By Phil Hall | March 7, 2004

“Hidalgo” is a big, dumb, old-fashioned epic supposedly based on the life of Frank T. Hopkins, a performer with Buffalo Bill’s Wild West Show in the late 1890s whose claim to fame was being the first American to enter and win a major pan-Arabian horse race. Imagine Seabiscuit shoehorned into “Lawrence of Arabia” as a vehicle for Roy Rogers and Trigger and you’ll have an idea what this cumbersome mess is all about.
The title refers to Hopkins’ horse, a wild mustang who was tamed for long-distance endurance riding. The horse’s mixed breed brings sneers to the thoroughbred enthusiasts who believe it has no place in a champion race. Mixed breeding is also found in Hidalgo’s saddle: Hopkins was half-white and half-Indian and was traumatized into alcoholism by witnessing the massacre of Sioux at Wounded Knee by American soldiers. Blonde-haired and blue-eyed Viggo Mortensen is cast as Hopkins, and while it is painfully obvious in his appearance that does not have a trace of Native American blood in his system, he nonetheless compensates for the miscasting by giving a performance so wooden that he could be mistaken for a cigar store Indian.
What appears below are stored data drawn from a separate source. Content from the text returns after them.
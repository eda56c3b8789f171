// Copyright (c) 2024-2026, Daily
// SPDX-License-Identifier: BSD-2-Clause

//! Audio utility functions.
//!
//! Helpers for PCM16 audio (16-bit signed little-endian) used throughout the
//! engine: RMS energy, exponential smoothing, silence detection, duration
//! math, and conversions to/from `f32` sample buffers for the stretch path.

/// Peak amplitude below which PCM16 audio is considered silence.
///
/// Normal speech typically produces amplitude values between +/-500 and
/// +/-5000 depending on loudness and microphone gain; this sits well below
/// typical speech levels.
pub const SILENCE_PEAK_THRESHOLD: i16 = 20;

/// Calculate the RMS energy of PCM16 audio, normalized to `[0.0, 1.0]`.
///
/// Interprets the byte slice as little-endian 16-bit signed samples. Returns
/// `0.0` for an empty (or sub-sample) slice.
pub fn calculate_rms(audio: &[u8]) -> f64 {
    let mut sum_squares = 0.0f64;
    let mut count = 0usize;
    for pair in audio.chunks_exact(2) {
        let sample = i16::from_le_bytes([pair[0], pair[1]]) as f64;
        sum_squares += sample * sample;
        count += 1;
    }
    if count == 0 {
        return 0.0;
    }
    let rms = (sum_squares / count as f64).sqrt();
    (rms / i16::MAX as f64).clamp(0.0, 1.0)
}

/// Apply exponential smoothing to a value.
///
/// `factor` is in `[0.0, 1.0]`; higher values weight the new value more.
pub fn exp_smoothing(value: f64, prev_value: f64, factor: f64) -> f64 {
    prev_value + factor * (value - prev_value)
}

/// Determine whether a PCM16 buffer contains only silence.
///
/// Compares the maximum absolute amplitude against
/// [`SILENCE_PEAK_THRESHOLD`]. Empty buffers count as silence.
pub fn is_silence(pcm: &[u8]) -> bool {
    let mut max_abs: i16 = 0;
    for pair in pcm.chunks_exact(2) {
        let abs = i16::from_le_bytes([pair[0], pair[1]]).saturating_abs();
        if abs > max_abs {
            max_abs = abs;
        }
    }
    max_abs <= SILENCE_PEAK_THRESHOLD
}

/// Duration in milliseconds of a mono PCM16 buffer of `num_bytes` at the
/// given sample rate.
pub fn pcm16_duration_ms(num_bytes: usize, sample_rate: u32) -> u64 {
    if sample_rate == 0 {
        return 0;
    }
    let samples = (num_bytes / 2) as u64;
    samples * 1_000 / sample_rate as u64
}

/// Convert PCM16 bytes to normalized `f32` samples in `[-1.0, 1.0]`.
///
/// A trailing odd byte, if any, is ignored.
pub fn pcm16_to_f32(pcm: &[u8]) -> Vec<f32> {
    pcm.chunks_exact(2)
        .map(|pair| i16::from_le_bytes([pair[0], pair[1]]) as f32 / i16::MAX as f32)
        .collect()
}

/// Convert normalized `f32` samples back to PCM16 bytes, clamping to range.
pub fn f32_to_pcm16(samples: &[f32]) -> Vec<u8> {
    let mut out = Vec::with_capacity(samples.len() * 2);
    for &s in samples {
        let v = (s.clamp(-1.0, 1.0) * i16::MAX as f32) as i16;
        out.extend_from_slice(&v.to_le_bytes());
    }
    out
}
// Copyright (c) 2024-2026, Daily
// SPDX-License-Identifier: BSD-2-Clause

//! Point-in-time engine diagnostics.
//!
//! A flat, serializable snapshot of every control surface, taken on demand
//! from the engine's own state. Cheap enough to sample on every tick for a
//! live debug overlay.

use serde::Serialize;

use crate::flow::persona::PersonaTier;
use crate::latency::LatencyEstimate;
use crate::segmentation::escalation::EscalationStage;
use crate::session::SessionState;

/// A point-in-time view of the engine.
#[derive(Debug, Clone, Serialize)]
pub struct DiagnosticsSnapshot {
    // -- Segmentation ----------------------------------------------------------
    /// Whether the local speaker is currently mid-utterance.
    pub speaking: bool,
    /// Continuous speaking duration in ms, zero when silent.
    pub speaking_ms: u64,
    /// The silence threshold currently in effect.
    pub active_threshold_ms: u64,
    pub escalation_stage: EscalationStage,

    // -- Flow control ----------------------------------------------------------
    pub shield_active: bool,
    pub shield_remaining_ms: u64,
    pub dam_chunks: usize,
    pub dam_ms: u64,

    // -- Turn queue --------------------------------------------------------------
    pub pending_turns: usize,
    pub in_flight_turns: usize,

    // -- Playback ----------------------------------------------------------------
    /// Queued inbound playback duration.
    pub jitter_ms: u64,
    /// Smoothed elastic playback rate.
    pub playback_rate: f64,
    /// Last applied pitch-preserving stretch factor.
    pub macro_factor: f64,

    // -- Remote ------------------------------------------------------------------
    pub persona_tier: PersonaTier,
    pub session_state: SessionState,
    /// Response time of the most recently completed turn, in ms.
    pub last_response_ms: Option<f64>,
    /// Current latency model.
    pub latency: LatencyEstimate,
}

#[cfg(test)]
mod tests {
    use super::*;

    #[test]
    fn test_snapshot_serializes_to_json() {
        let snapshot = DiagnosticsSnapshot {
            speaking: true,
            speaking_ms: 1_200,
            active_threshold_ms: 275,
            escalation_stage: EscalationStage::Idle,
            shield_active: true,
            shield_remaining_ms: 3_000,
            dam_chunks: 2,
            dam_ms: 1_400,
            pending_turns: 2,
            in_flight_turns: 1,
            jitter_ms: 800,
            playback_rate: 1.07,
            macro_factor: 1.05,
            persona_tier: PersonaTier::Fast,
            session_state: SessionState::Connected,
            last_response_ms: Some(2_150.0),
            latency: LatencyEstimate::cold_start(),
        };
        let json = serde_json::to_string(&snapshot).expect("serialize");
        assert!(json.contains("\"speaking\":true"));
        assert!(json.contains("\"persona_tier\":\"Fast\""));
        assert!(json.contains("\"session_state\":\"Connected\""));
    }
}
Anyone looking for a positive depiction of Arab culture has come to the wrong movie. This film is packed with the nastiest Arabs this side of CNN’s coverage of the occupation of Iraq. Everything from the mistreatment of women to the mistreatment of animals to various indignities to humans (including slave auctions and the threat of castration) is trotted out. Omar Sharif turns up as a sheikh who alternates wildly between self-indulgence and self-denigration — the ultimate Western view of reckless and foolish Arab aristocracy. The only stereotype missing is a large man in a loincloth and turban running about with a raised sword yelling “Hassan chop!”

“Hidalgo” also contains some of the crummiest CGI effects ever devised (wait until you see the leopards attacking a horse and rider), clunky artsy cinematography (how many times do we need to see man and horse framed in silhouette against the sun?) and even a rip-off “Raiders of the Lost Ark” action sequence involving the rescue of a sheikh’s abducted daughter.

Does “Hildago” have anything to recommend? Except for Malcolm McDowell’s five minute performance as a twit Brit nobleman who entertains Hopkins on a trans-Atlantic cruise with a glass of gin, the answer is no. “Hidalgo” is nothing more than a big old chunk of horse poop.